イギリス中部・ノッティンガム市にある4つの中心市街地のうち、最北端に位置するバルウェルを紹介しよう(下図参照)。

人口2万2405人のバルウェル地区の中心市街地は、市の中心部から7・2㎞の距離にあり、鉄道駅とトラム駅、バスセンターが近接して設置してある。同中心市街地には、図書館、コミュニティセンター、警察署、礼拝所、マーケットが整備されている。中心部は歩行者専用区域となっており、よく整備された商店街には最寄品小売業が25店、買回品小売業が40店、サービス業が41店、飲食店13店など135店の商業集積となっている。また、中心部には郵便局を併設したホームセンターがある。

この中心市街地の外れに食品スーパーが撤退した跡地があったが、ここに大手スーパーのテスコが売場面積5458㎡、駐車台数430台の大型スーパーを2009年に出店した。その結果、にぎわいはさらに増したので、4つの中心市街地(地域中心地)の中では最も上位に位置付けられるようになっている。

求められる適切な課題対策

わが国が直面する少子高齢化、人口減少、環境資源問題、財政問題、公共交通の衰退に対処するためには、多くの市町村は多極ネットワーク型コンパクトシティに移行せざるを得ない。
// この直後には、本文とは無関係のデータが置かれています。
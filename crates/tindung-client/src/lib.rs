//! Tindung Client SDK.
//!
//! This crate provides a typed client for the tindung credit service.
//!
//! # Example
//!
//! ```no_run
//! use tindung_client::CreditClient;
//! use tindung_core::ContractCode;
//!
//! # async fn example() -> Result<(), tindung_client::ClientError> {
//! let client = CreditClient::new("http://localhost:8080")?;
//!
//! // Back-fill the payment history of a credit loan
//! let code: ContractCode = "TC001".parse().map_err(|_| {
//!     tindung_client::ClientError::Configuration("bad code".to_string())
//! })?;
//! let summary = client.generate_schedule(&code).await?;
//!
//! println!("{}: {}", summary.contract_code, summary.message);
//! # Ok(())
//! # }
//! ```

#![forbid(unsafe_code)]
#![warn(missing_docs)]
#![warn(clippy::all)]
#![warn(clippy::pedantic)]

mod client;
mod error;
mod types;

pub use client::{ClientOptions, CreditClient, Page};
pub use error::ClientError;
pub use types::{ApiResponse, CountResponse, HealthStatus};

// Re-export the payload types callers need
pub use tindung_core::{
    ContractCode, CreditLoan, CreditLoanDraft, CreditLoanPatch, HistoryId, HistoryPatch,
    HistoryRecord, InstallmentLoan, InstallmentLoanDraft, InstallmentLoanPatch, Loan,
    NewHistoryRecord, Patch, PaymentStatus, ScheduleSummary,
};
都市マスタープランで商業機能を適切に位置付け、その機能を多様な中心市街地群で分担して適切に果たすような都市マスタープラン作成が必要である。さらに、中心市街地間を公共交通でつなごうとするイギリスの取り組みは、多極ネットワーク型コンパクトシティ形成に大きな示唆を与えている。

しかし、残されている課題は非常に重い。多極ネットワーク型コンパクトシティ形成施策の中に都市機能や住宅を誘導する方向を強く打ち出したわが国であるが、これと車の両輪となる各種都市機能の立地規制は、依然として極めて不十分なままである。大店法時代のような大型店規制・商業規制ではなく、大型店の立地を適正に規制・誘導する全国的な政策が必要である。商業機能の立地を規制するイギリスのタウンセンター・ファースト政策のような新たな政策手段を早急に導入する必要があるだろう。それなしに、多極ネットワーク型コンパクトシティは決して実現しない。